Proof is provided that the aligned trackways of this ancient system of navigation and communication formed the basis of the straight track system across England that has always been credited to the Romans who arrived three millennia later.
The opinion held by those considered expert in prehistory or archaeology, is that all our antiquities were randomly located by primitive, warring factions some 4 - 6,000 years ago, whose main preoccupation was ritual burial of their dead.
Tom Brooks from Devon has spent much of a long life studying the arrangement of these ancient sites across southern Britain, where they are to be found in greater profusion than elsewhere in the world and concludes that such a view is entirely misleading.
His research, based upon the true position of each unit relative to all others according to the Ordnance Survey National Grid, reveals that all are related geometrically by isosceles triangles (having two sides equal) and projected alignments of remarkable accuracy over great distances. Further, such isosceles triangulation was directed from and focused upon a single, central feature more than 5,000 years old - Silbury Hill on the Marlborough Downs in Wiltshire.
Tom has produced a series of hand-drawn charts to demonstrate these discoveries that have involved tens of thousands of calculations, using precise National Grid geodetic positioning references. These charts are included with commentary in the second half of a DVD; the first half being devoted to an illustrated interview with Tom by Geoff Ward of England’s Western Daily Press, that explores the background to this fascinating work. The charts are repeated with statistical support on an accompanying CD which can be studied at leisure, including an additional chart illustrating sixteen ancient stations aligned from Cornwall to Kent, with every unit accurately triangulated by isosceles conformation to Silbury Hill - proof positive of the previously undreamt creative and surveying skill of the Ancients.
Tom's work ranges across the whole of Southern Britain from the Scilly Isles off Cornwall to Norfolk; from Anglesey and North Wales to Kent and Sussex in the South East. Every important antiquity, as well as a great many lesser mounds, cairns and single standing stones in remote locations are brought into the detailed calculations to demonstrate their geometric relationship and importance.
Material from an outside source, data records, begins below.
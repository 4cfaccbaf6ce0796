use serde::{Serialize, de::DeserializeOwned};
use std::time::Duration;

/// Configurable [`client::RestClient`] capable of executing signed [`RestRequest`]s and parsing
/// responses.
pub mod client;

/// Default Http [`reqwest::Request`] timeout Duration.
const DEFAULT_HTTP_REQUEST_TIMEOUT: Duration = Duration::from_secs(15);

/// Http REST request that can be executed by a [`RestClient`](self::client::RestClient).
pub trait RestRequest {
    /// Expected response type if this request was successful.
    type Response: DeserializeOwned;

    /// Serialisable query parameters type - use unit struct () if not required for this request.
    type QueryParams: Serialize;

    /// Serialisable Body type - use unit struct () if not required for this request.
    type Body: Serialize;

    /// Additional [`Url`](url::Url) path to the resource.
    fn path(&self) -> std::borrow::Cow<'static, str>;

    /// Http [`reqwest::Method`] of this request.
    fn method() -> reqwest::Method;

    /// Optional query parameters for this request.
    fn query_params(&self) -> Option<&Self::QueryParams> {
        None
    }

    /// Optional Body for this request.
    fn body(&self) -> Option<&Self::Body> {
        None
    }

    /// Http request timeout [`Duration`].
    fn timeout() -> Duration {
        DEFAULT_HTTP_REQUEST_TIMEOUT
    }
}
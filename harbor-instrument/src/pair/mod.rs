use crate::symbol::Symbol;
use serde::{Deserialize, Serialize};
use smol_str::SmolStr;
use std::fmt::{Display, Formatter};

/// Per-venue [`PairStore`](store::PairStore) and [`PairManager`](store::PairManager), upholding
/// the `enabled ⊆ available` invariant.
pub mod store;

/// Harbor representation of an ordered `(base, quote)` currency pair.
///
/// Equality, ordering and hashing are defined over the normalised [`Symbol`]s only, regardless
/// of any venue display format. Pairs are immutable once constructed.
///
/// eg/ Pair { base: "btc", quote: "usdt" }
#[derive(Debug, Clone, Eq, PartialEq, Ord, PartialOrd, Hash, Deserialize, Serialize)]
pub struct Pair {
    pub base: Symbol,
    pub quote: Symbol,
}

impl Pair {
    /// Construct a new [`Pair`], rejecting an empty base or quote with [`PairError::EmptyPair`].
    pub fn try_new<S>(base: S, quote: S) -> Result<Self, PairError>
    where
        S: Into<Symbol>,
    {
        let base = base.into();
        let quote = quote.into();

        if base.is_empty() || quote.is_empty() {
            return Err(PairError::EmptyPair);
        }

        Ok(Self { base, quote })
    }

    /// Construct a new [`Pair`] from values known to be non-empty (eg/ literals in tests).
    pub fn new<S>(base: S, quote: S) -> Self
    where
        S: Into<Symbol>,
    {
        Self {
            base: base.into(),
            quote: quote.into(),
        }
    }

    /// Determine if either side of this [`Pair`] is empty.
    pub fn is_empty(&self) -> bool {
        self.base.is_empty() || self.quote.is_empty()
    }

    /// Render this [`Pair`] using the provided venue display [`PairFormat`].
    pub fn format(&self, format: &PairFormat) -> SmolStr {
        let rendered = if format.uppercase {
            format!(
                "{}{}{}",
                self.base.to_uppercase(),
                format.delimiter,
                self.quote.to_uppercase()
            )
        } else {
            format!("{}{}{}", self.base, format.delimiter, self.quote)
        };
        SmolStr::from(rendered)
    }
}

impl Display for Pair {
    fn fmt(&self, f: &mut Formatter<'_>) -> std::fmt::Result {
        write!(f, "{}-{}", self.base, self.quote)
    }
}

impl<S> From<(S, S)> for Pair
where
    S: Into<Symbol>,
{
    fn from((base, quote): (S, S)) -> Self {
        Self::new(base, quote)
    }
}

/// Venue display format for a [`Pair`]: the delimiter between base and quote, and whether the
/// venue expects uppercase codes.
///
/// A delimiter-bearing [`PairFormat`] is invertible: `parse(format(pair)) == pair`.
#[derive(Debug, Clone, Eq, PartialEq, Ord, PartialOrd, Hash, Deserialize, Serialize)]
pub struct PairFormat {
    pub delimiter: SmolStr,
    pub uppercase: bool,
}

impl PairFormat {
    /// Construct a new [`PairFormat`] using the provided delimiter and case.
    pub fn new(delimiter: &str, uppercase: bool) -> Self {
        Self {
            delimiter: SmolStr::from(delimiter),
            uppercase,
        }
    }

    /// Lowercase concatenated format, eg/ "btcusdt".
    pub fn concatenated() -> Self {
        Self::new("", false)
    }

    /// Parse a venue string rendered with this [`PairFormat`] back into a [`Pair`].
    ///
    /// Delimiter-less formats cannot be split without a candidate set, so parsing them requires
    /// the reverse lookup offered by
    /// [`PairManager::match_symbol`](store::PairManager::match_symbol).
    pub fn parse(&self, input: &str) -> Result<Pair, PairError> {
        if self.delimiter.is_empty() {
            return Err(PairError::DelimiterRequired);
        }

        let (base, quote) = input
            .split_once(self.delimiter.as_str())
            .ok_or_else(|| PairError::ParseFailure(input.to_string()))?;

        Pair::try_new(base, quote)
    }
}

impl Default for PairFormat {
    fn default() -> Self {
        Self::new("-", true)
    }
}

/// Errors generated when constructing, parsing or mutating [`Pair`] collections.
#[derive(Debug, Clone, Eq, PartialEq, thiserror::Error)]
pub enum PairError {
    #[error("pair has an empty base or quote symbol")]
    EmptyPair,

    #[error("pair collection input is empty")]
    CurrenciesEmpty,

    #[error("pair collection input contains duplicates")]
    PairDuplication,

    #[error("pair not found: {0}")]
    PairNotFound(String),

    #[error("asset class not supported: {0}")]
    AssetNotSupported(crate::asset::AssetClass),

    #[error("cannot split a pair string without a delimiter")]
    DelimiterRequired,

    #[error("failed to parse pair from: {0}")]
    ParseFailure(String),
}

#[cfg(test)]
mod tests {
    use super::*;

    #[test]
    fn test_pair_equality_ignores_case_and_format() {
        assert_eq!(Pair::new("BTC", "USDT"), Pair::new("btc", "usdt"));
    }

    #[test]
    fn test_pair_try_new_rejects_empty() {
        assert_eq!(Pair::try_new("", "usdt"), Err(PairError::EmptyPair));
        assert_eq!(Pair::try_new("btc", ""), Err(PairError::EmptyPair));
    }

    #[test]
    fn test_pair_format_render() {
        struct TestCase {
            format: PairFormat,
            expected: &'static str,
        }

        let pair = Pair::new("btc", "usdt");

        let tests = vec![
            TestCase {
                // TC0: uppercase dash delimited
                format: PairFormat::new("-", true),
                expected: "BTC-USDT",
            },
            TestCase {
                // TC1: lowercase concatenated
                format: PairFormat::concatenated(),
                expected: "btcusdt",
            },
            TestCase {
                // TC2: uppercase slash delimited
                format: PairFormat::new("/", true),
                expected: "BTC/USDT",
            },
            TestCase {
                // TC3: lowercase underscore delimited
                format: PairFormat::new("_", false),
                expected: "btc_usdt",
            },
        ];

        for (index, test) in tests.into_iter().enumerate() {
            assert_eq!(pair.format(&test.format), test.expected, "TC{index} failed");
        }
    }

    #[test]
    fn test_pair_format_round_trip() {
        let pair = Pair::new("eth", "usd");

        for format in [
            PairFormat::new("-", true),
            PairFormat::new("/", false),
            PairFormat::new("_", true),
        ] {
            let rendered = pair.format(&format);
            assert_eq!(format.parse(&rendered).unwrap(), pair);
        }
    }

    #[test]
    fn test_pair_format_parse_requires_delimiter() {
        assert_eq!(
            PairFormat::concatenated().parse("btcusdt"),
            Err(PairError::DelimiterRequired)
        );
    }
}
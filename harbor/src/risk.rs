use crate::{
    compliance::ComplianceManager,
    event::{Direction, OrderEvent},
    portfolio::Holding,
};
use serde::{Deserialize, Serialize};
use tracing::debug;

/// Outcome of risk evaluation of one sized order.
#[derive(Debug, Clone, PartialEq)]
pub enum RiskDecision {
    /// Order passes unchanged.
    Pass(OrderEvent),
    /// Order passes with a reduced size.
    Reduced(OrderEvent),
    /// Order vetoed; converted to `DoNothing` with the contained reason.
    Veto { order: OrderEvent, reason: String },
}

/// Risk configuration applied to every sized order before it reaches the exchange.
#[derive(Debug, Copy, Clone, PartialEq, Deserialize, Serialize)]
pub struct RiskSettings {
    /// Maximum order notional as a fraction of the market's total holding value.
    /// Zero disables the check.
    pub max_order_value_fraction: f64,
    /// Hard cap on single order notional. Zero disables the check.
    pub max_order_notional: f64,
}

impl Default for RiskSettings {
    fn default() -> Self {
        Self {
            max_order_value_fraction: 0.0,
            max_order_notional: 0.0,
        }
    }
}

/// Inspects sized orders against current holdings and the compliance history; may reduce,
/// veto, or pass them through.
#[derive(Debug, Default)]
pub struct RiskManager {
    settings: RiskSettings,
}

impl RiskManager {
    pub fn new(settings: RiskSettings) -> Self {
        Self { settings }
    }

    /// Evaluate a sized order. Vetoed orders are reported with a reason the engine converts
    /// into a `DoNothing` outcome; the loop continues either way.
    pub fn evaluate(
        &self,
        order: OrderEvent,
        holding: Option<&Holding>,
        _compliance: &ComplianceManager,
    ) -> RiskDecision {
        if !order.direction.is_actionable() {
            return RiskDecision::Veto {
                order,
                reason: "order direction is not actionable".to_string(),
            };
        }

        let notional = order.price * order.amount;
        if self.settings.max_order_notional > 0.0 && notional > self.settings.max_order_notional {
            let reduced_amount = self.settings.max_order_notional / order.price;
            debug!(
                notional,
                cap = self.settings.max_order_notional,
                "risk reduced order size to notional cap"
            );
            return RiskDecision::Reduced(OrderEvent {
                amount: reduced_amount,
                ..order
            });
        }

        if self.settings.max_order_value_fraction > 0.0 {
            if let Some(holding) = holding {
                let cap = holding.total_value * self.settings.max_order_value_fraction;
                if cap <= 0.0 {
                    return RiskDecision::Veto {
                        order,
                        reason: "holding has no value to risk".to_string(),
                    };
                }
                if notional > cap {
                    let reduced_amount = cap / order.price;
                    return RiskDecision::Reduced(OrderEvent {
                        amount: reduced_amount,
                        ..order
                    });
                }
            }
        }

        RiskDecision::Pass(order)
    }
}

#[cfg(test)]
mod tests {
    use super::*;
    use crate::{data::test_util::market_key, event::{EventMeta, OrderType}};
    use harbor_exchange::kline::Interval;

    fn order(price: f64, amount: f64) -> OrderEvent {
        OrderEvent {
            meta: EventMeta::new(market_key(), Default::default(), Interval::OneHour),
            direction: Direction::Buy,
            order_type: OrderType::Market,
            price,
            amount,
        }
    }

    #[test]
    fn test_pass_through_with_defaults() {
        let manager = RiskManager::default();
        let decision = manager.evaluate(order(100.0, 5.0), None, &ComplianceManager::default());
        assert!(matches!(decision, RiskDecision::Pass(_)));
    }

    #[test]
    fn test_notional_cap_reduces_order() {
        let manager = RiskManager::new(RiskSettings {
            max_order_notional: 200.0,
            ..Default::default()
        });

        let decision = manager.evaluate(order(100.0, 5.0), None, &ComplianceManager::default());
        let RiskDecision::Reduced(reduced) = decision else {
            panic!("expected a reduced order");
        };
        assert_eq!(reduced.amount, 2.0);
    }

    #[test]
    fn test_zero_value_holding_vetoes() {
        let manager = RiskManager::new(RiskSettings {
            max_order_value_fraction: 0.5,
            ..Default::default()
        });
        let holding = Holding::default();

        let decision = manager.evaluate(
            order(100.0, 5.0),
            Some(&holding),
            &ComplianceManager::default(),
        );
        assert!(matches!(decision, RiskDecision::Veto { .. }));
    }
}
There are twelve charts displayed on the DVD that range from the likely conditions experienced in mesolithic time following the last Ice Age, through various permutations of hitherto undiscovered alignments coast to coast and their isosceles relationship to Silbury Hill to a final diagram that illustrates the staggering fact that England's Cathedrals, Abbeys, Priories and Churches fall into the same triangulated patterning. From this it can be concluded that they were all built on prehistoric sites, hallowed for many centuries before. Remember too, that the isosceles triangle was not recognised as a geometric property for at least another two millennia.
Probably the most thought-provoking aspect of Tom's work is that all the camps, mounds and stone circles are best seen from above, often indiscernible at low level and that all the calculated distances involved are 'flat-plane' or direct point to point above the surface, rather than the geographic or actual travelled distance one might expect primitive people to employ.
Proof is provided that the aligned trackways of this ancient system of navigation and communication formed the basis of the straight track system across England that has always been credited to the Romans who arrived three millennia later.